##### Task input

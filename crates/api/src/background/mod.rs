//! Background tasks and scheduled jobs.
//!
//! Each submodule provides a long-running async function intended to be
//! spawned via `tokio::spawn`. All tasks accept a [`CancellationToken`]
//! for graceful shutdown.
//!
//! [`CancellationToken`]: tokio_util::sync::CancellationToken

pub mod dispatch_ticker;
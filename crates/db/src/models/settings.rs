//! Single-row runtime settings for the analysis scheduler.

use rivalwatch_core::error::CoreError;
use rivalwatch_core::settings::AnalysisSettings;
use rivalwatch_core::types::Timestamp;
use serde::Serialize;
use sqlx::FromRow;

/// The row from the `analysis_settings` table.
#[derive(Debug, Clone, FromRow, Serialize)]
pub struct AnalysisSettingsRow {
    pub enabled: bool,
    pub provider: String,
    pub model: String,
    pub updated_at: Timestamp,
}

impl AnalysisSettingsRow {
    /// Convert into the domain settings, rejecting an unknown provider tag.
    pub fn into_settings(self) -> Result<AnalysisSettings, CoreError> {
        Ok(AnalysisSettings {
            enabled: self.enabled,
            provider: self.provider.parse()?,
            model: self.model,
        })
    }
}
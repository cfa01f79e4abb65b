use std::time::Duration;

use crate::error::ProviderError;

/// Default OpenRouter API root (OpenAI-compatible).
pub const DEFAULT_OPENROUTER_BASE_URL: &str = "https://openrouter.ai/api/v1";

/// Default Gemini API root.
pub const DEFAULT_GEMINI_BASE_URL: &str = "https://generativelanguage.googleapis.com";

/// Credentials and endpoints for the inference backends.
#[derive(Debug, Clone)]
pub struct ProviderConfig {
    pub openrouter_api_key: Option<String>,
    pub openrouter_base_url: String,
    pub gemini_api_key: Option<String>,
    pub gemini_base_url: String,
    /// Per-request timeout in seconds. Bounds how long a hung backend can
    /// hold a job in progress.
    pub timeout_secs: u64,
}

impl ProviderConfig {
    /// Load configuration from environment variables with defaults.
    ///
    /// | Env Var                 | Default                                      |
    /// |-------------------------|----------------------------------------------|
    /// | `OPENROUTER_API_KEY`    | unset                                        |
    /// | `OPENROUTER_BASE_URL`   | `https://openrouter.ai/api/v1`               |
    /// | `GEMINI_API_KEY`        | unset                                        |
    /// | `GEMINI_BASE_URL`       | `https://generativelanguage.googleapis.com`  |
    /// | `PROVIDER_TIMEOUT_SECS` | `120`                                        |
    pub fn from_env() -> Self {
        let non_empty = |name: &str| std::env::var(name).ok().filter(|v| !v.trim().is_empty());

        let timeout_secs: u64 = std::env::var("PROVIDER_TIMEOUT_SECS")
            .unwrap_or_else(|_| "120".into())
            .parse()
            .expect("PROVIDER_TIMEOUT_SECS must be a valid u64");

        Self {
            openrouter_api_key: non_empty("OPENROUTER_API_KEY"),
            openrouter_base_url: non_empty("OPENROUTER_BASE_URL")
                .unwrap_or_else(|| DEFAULT_OPENROUTER_BASE_URL.into()),
            gemini_api_key: non_empty("GEMINI_API_KEY"),
            gemini_base_url: non_empty("GEMINI_BASE_URL")
                .unwrap_or_else(|| DEFAULT_GEMINI_BASE_URL.into()),
            timeout_secs,
        }
    }

    /// Build the shared HTTP client used by both backends.
    pub fn build_client(&self) -> Result<reqwest::Client, ProviderError> {
        Ok(reqwest::Client::builder()
            .timeout(Duration::from_secs(self.timeout_secs))
            .build()?)
    }
}
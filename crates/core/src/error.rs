use crate::types::DbId;

#[derive(Debug, thiserror::Error)]
pub enum CoreError {
    #[error("Entity not found: {entity} with id {id}")]
    NotFound { entity: &'static str, id: DbId },

    #[error("Validation failed: {0}")]
    Validation(String),

    #[error("Conflict: {0}")]
    Conflict(String),

    #[error("Internal error: {0}")]
    Internal(String),
}
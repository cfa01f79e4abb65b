//! Periodic dispatch trigger.
//!
//! Optional replacement for an external cron hitting
//! `POST /api/v1/analysis/dispatch`. Runs one dispatch cycle per tick on a
//! fixed `tokio::time::interval`. Overlap with the HTTP trigger is harmless
//! because claims are atomic.

use std::sync::Arc;
use std::time::Duration;

use rivalwatch_pipeline::{DispatchOutcome, Dispatcher};
use tokio::time::MissedTickBehavior;
use tokio_util::sync::CancellationToken;

/// Run the dispatch ticker loop until `cancel` is triggered.
pub async fn run(dispatcher: Arc<Dispatcher>, period: Duration, cancel: CancellationToken) {
    tracing::info!(interval_secs = period.as_secs(), "Dispatch ticker started");

    let mut interval = tokio::time::interval(period);
    interval.set_missed_tick_behavior(MissedTickBehavior::Delay);

    loop {
        tokio::select! {
            _ = cancel.cancelled() => {
                tracing::info!("Dispatch ticker stopping");
                break;
            }
            _ = interval.tick() => {
                match dispatcher.dispatch().await {
                    DispatchOutcome::Accepted { current_in_progress, .. } => {
                        tracing::info!(current_in_progress, "Dispatch ticker: batch started");
                    }
                    DispatchOutcome::Unavailable { message } => {
                        tracing::error!(error = %message, "Dispatch ticker: store unavailable");
                    }
                    outcome => {
                        tracing::debug!(?outcome, "Dispatch ticker: nothing to do");
                    }
                }
            }
        }
    }
}
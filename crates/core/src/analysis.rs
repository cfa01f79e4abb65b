//! Typed outputs of an AI analysis pass.

use serde::{Deserialize, Serialize};

/// Delimiter the model is told to place on both sides of its JSON payload.
pub const SENTINEL: &str = "@@@";

/// Raw completion a model returns when it refuses to review the content.
/// Treated exactly like an unparseable sensitivity response.
pub const UNSAFE_SHORTCUT: &str = "ext";

/// What a job asks the model to produce.
///
/// Discriminants match the `analysis_kind` SMALLINT column.
#[repr(i16)]
#[derive(Debug, Clone, Copy, PartialEq, Eq, Serialize, Deserialize)]
#[serde(rename_all = "snake_case")]
pub enum AnalysisKind {
    /// A single-sentence `summary`.
    Summary = 1,
    /// `content_type`, `related_entities` and `summary`.
    Classification = 2,
}

impl AnalysisKind {
    /// Return the database column value.
    pub fn id(self) -> i16 {
        self as i16
    }

    /// Map a column value back to a kind. Unknown values yield `None`.
    pub fn from_id(id: i16) -> Option<Self> {
        match id {
            1 => Some(Self::Summary),
            2 => Some(Self::Classification),
            _ => None,
        }
    }
}

/// Successful analysis of one content item.
#[derive(Debug, Clone, PartialEq, Eq, Serialize, Deserialize)]
pub struct AnalysisResult {
    /// Content category. Only set for [`AnalysisKind::Classification`].
    pub content_type: Option<String>,
    /// Brands, products or accounts the content refers to. Only set for
    /// [`AnalysisKind::Classification`]; may be empty.
    pub related_entities: Option<Vec<String>>,
    /// One-sentence summary. Never blank.
    pub summary: String,
}

/// Outcome of a sensitivity check.
#[derive(Debug, Clone, PartialEq, Eq, Serialize, Deserialize)]
pub struct SensitivityVerdict {
    pub safe: bool,
    pub description: String,
}

impl SensitivityVerdict {
    /// The conservative outcome used whenever the model's answer cannot be
    /// trusted.
    pub fn unsafe_default() -> Self {
        Self {
            safe: false,
            description: String::new(),
        }
    }
}
//! Postgres-backed stores delegating to the `rivalwatch-db` repositories.

use async_trait::async_trait;
use rivalwatch_core::analysis::AnalysisResult;
use rivalwatch_core::settings::AnalysisSettings;
use rivalwatch_core::types::DbId;
use rivalwatch_db::models::content_item::{AnalysisStats, ContentItem};
use rivalwatch_db::models::status::AnalysisStatus;
use rivalwatch_db::repositories::{ContentItemRepo, SettingsRepo};
use rivalwatch_db::DbPool;

use super::{JobStore, SettingsStore};

#[derive(Clone)]
pub struct PgJobStore {
    pool: DbPool,
}

impl PgJobStore {
    pub fn new(pool: DbPool) -> Self {
        Self { pool }
    }
}

#[async_trait]
impl JobStore for PgJobStore {
    async fn claim_next(&self) -> Result<Option<ContentItem>, sqlx::Error> {
        ContentItemRepo::claim_next(&self.pool).await
    }

    async fn claim_by_id(&self, id: DbId) -> Result<Option<ContentItem>, sqlx::Error> {
        ContentItemRepo::claim_by_id(&self.pool, id).await
    }

    async fn find_by_id(&self, id: DbId) -> Result<Option<ContentItem>, sqlx::Error> {
        ContentItemRepo::find_by_id(&self.pool, id).await
    }

    async fn count_in_progress(&self) -> Result<i64, sqlx::Error> {
        ContentItemRepo::count_in_progress(&self.pool).await
    }

    async fn has_pending(&self) -> Result<bool, sqlx::Error> {
        ContentItemRepo::has_pending(&self.pool).await
    }

    async fn complete(&self, id: DbId, result: &AnalysisResult) -> Result<bool, sqlx::Error> {
        ContentItemRepo::complete(&self.pool, id, result).await
    }

    async fn fail(&self, id: DbId, error: &str) -> Result<bool, sqlx::Error> {
        ContentItemRepo::fail(&self.pool, id, error).await
    }

    async fn requeue(&self, from: AnalysisStatus) -> Result<u64, sqlx::Error> {
        ContentItemRepo::requeue(&self.pool, from).await
    }

    async fn stats(&self) -> Result<AnalysisStats, sqlx::Error> {
        ContentItemRepo::stats(&self.pool).await
    }

    async fn ping(&self) -> Result<(), sqlx::Error> {
        rivalwatch_db::health_check(&self.pool).await
    }
}

#[derive(Clone)]
pub struct PgSettingsStore {
    pool: DbPool,
}

impl PgSettingsStore {
    pub fn new(pool: DbPool) -> Self {
        Self { pool }
    }
}

#[async_trait]
impl SettingsStore for PgSettingsStore {
    async fn load(&self) -> Result<AnalysisSettings, sqlx::Error> {
        SettingsRepo::get(&self.pool)
            .await?
            .into_settings()
            .map_err(|e| sqlx::Error::Decode(Box::new(e)))
    }

    async fn save(&self, settings: &AnalysisSettings) -> Result<AnalysisSettings, sqlx::Error> {
        SettingsRepo::update(&self.pool, settings)
            .await?
            .into_settings()
            .map_err(|e| sqlx::Error::Decode(Box::new(e)))
    }
}
//! OpenAI-compatible chat completions, as served by OpenRouter.
//!
//! One request/response call per analysis, authenticated with a bearer key.

use async_trait::async_trait;
use rivalwatch_core::settings::ProviderKind;
use serde::{Deserialize, Serialize};

use crate::error::{ensure_success, ProviderError};
use crate::provider::{AnalysisRequest, InferenceProvider};

#[derive(Debug, Serialize)]
pub(crate) struct ChatRequest {
    model: String,
    messages: Vec<Message>,
}

#[derive(Debug, Serialize)]
struct Message {
    role: &'static str,
    content: Vec<MessagePart>,
}

#[derive(Debug, Serialize)]
#[serde(tag = "type", rename_all = "snake_case")]
enum MessagePart {
    Text { text: String },
    ImageUrl { image_url: ImageUrl },
}

#[derive(Debug, Serialize)]
struct ImageUrl {
    url: String,
}

#[derive(Debug, Deserialize)]
struct ChatResponse {
    #[serde(default)]
    choices: Vec<Choice>,
}

#[derive(Debug, Deserialize)]
struct Choice {
    message: ChoiceMessage,
}

#[derive(Debug, Deserialize)]
struct ChoiceMessage {
    content: Option<String>,
}

/// Build the single-user-turn request body: the prompt, then each image.
pub(crate) fn build_request(request: &AnalysisRequest) -> ChatRequest {
    let mut content = Vec::with_capacity(request.images.len() + 1);
    content.push(MessagePart::Text {
        text: request.prompt.clone(),
    });
    content.extend(request.images.iter().map(|url| MessagePart::ImageUrl {
        image_url: ImageUrl { url: url.clone() },
    }));

    ChatRequest {
        model: request.model.clone(),
        messages: vec![Message {
            role: "user",
            content,
        }],
    }
}

/// OpenRouter backend.
pub struct OpenRouterProvider {
    client: reqwest::Client,
    base_url: String,
    api_key: Option<String>,
}

impl OpenRouterProvider {
    /// * `base_url` - API root, e.g. `https://openrouter.ai/api/v1`.
    pub fn new(client: reqwest::Client, base_url: String, api_key: Option<String>) -> Self {
        Self {
            client,
            base_url: base_url.trim_end_matches('/').to_string(),
            api_key,
        }
    }
}

#[async_trait]
impl InferenceProvider for OpenRouterProvider {
    fn kind(&self) -> ProviderKind {
        ProviderKind::Openrouter
    }

    async fn analyze(&self, request: &AnalysisRequest) -> Result<String, ProviderError> {
        let api_key = self
            .api_key
            .as_deref()
            .ok_or(ProviderError::NotConfigured(self.kind()))?;

        tracing::debug!(
            model = %request.model,
            images = request.images.len(),
            "Sending OpenRouter chat completion",
        );

        let response = self
            .client
            .post(format!("{}/chat/completions", self.base_url))
            .bearer_auth(api_key)
            .json(&build_request(request))
            .send()
            .await?;

        let body: ChatResponse = ensure_success(self.kind(), response).await?.json().await?;

        body.choices
            .into_iter()
            .next()
            .and_then(|choice| choice.message.content)
            .filter(|text| !text.trim().is_empty())
            .ok_or(ProviderError::EmptyCompletion(self.kind()))
    }
}

#[cfg(test)]
mod tests {
    use super::*;

    #[test]
    fn request_interleaves_text_then_images() {
        let body = build_request(&AnalysisRequest {
            prompt: "describe".into(),
            images: vec!["https://cdn/a.jpg".into(), "https://cdn/b.png".into()],
            model: "openai/gpt-4o".into(),
        });
        let json = serde_json::to_value(&body).unwrap();

        assert_eq!(json["model"], "openai/gpt-4o");
        assert_eq!(json["messages"][0]["role"], "user");
        let parts = json["messages"][0]["content"].as_array().unwrap();
        assert_eq!(parts.len(), 3);
        assert_eq!(parts[0]["type"], "text");
        assert_eq!(parts[0]["text"], "describe");
        assert_eq!(parts[1]["type"], "image_url");
        assert_eq!(parts[1]["image_url"]["url"], "https://cdn/a.jpg");
        assert_eq!(parts[2]["image_url"]["url"], "https://cdn/b.png");
    }

    #[test]
    fn request_without_images_has_single_text_part() {
        let body = build_request(&AnalysisRequest {
            prompt: "describe".into(),
            images: vec![],
            model: "m".into(),
        });
        let json = serde_json::to_value(&body).unwrap();
        assert_eq!(json["messages"][0]["content"].as_array().unwrap().len(), 1);
    }
}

##########

__What is expected__
Copy out the range of lines above starting at the line with "async fn complete(&self, id: DbId, result: &AnalysisResult)" and ending at the line with "async fn fail(&self, id: DbId, error: &str)", exactly and including both.

__Task response__
    async fn complete(&self, id: DbId, result: &AnalysisResult) -> Result<bool, sqlx::Error> {
        ContentItemRepo::complete(&self.pool, id, result).await
    }

    async fn fail(&self, id: DbId, error: &str) -> Result<bool, sqlx::Error> {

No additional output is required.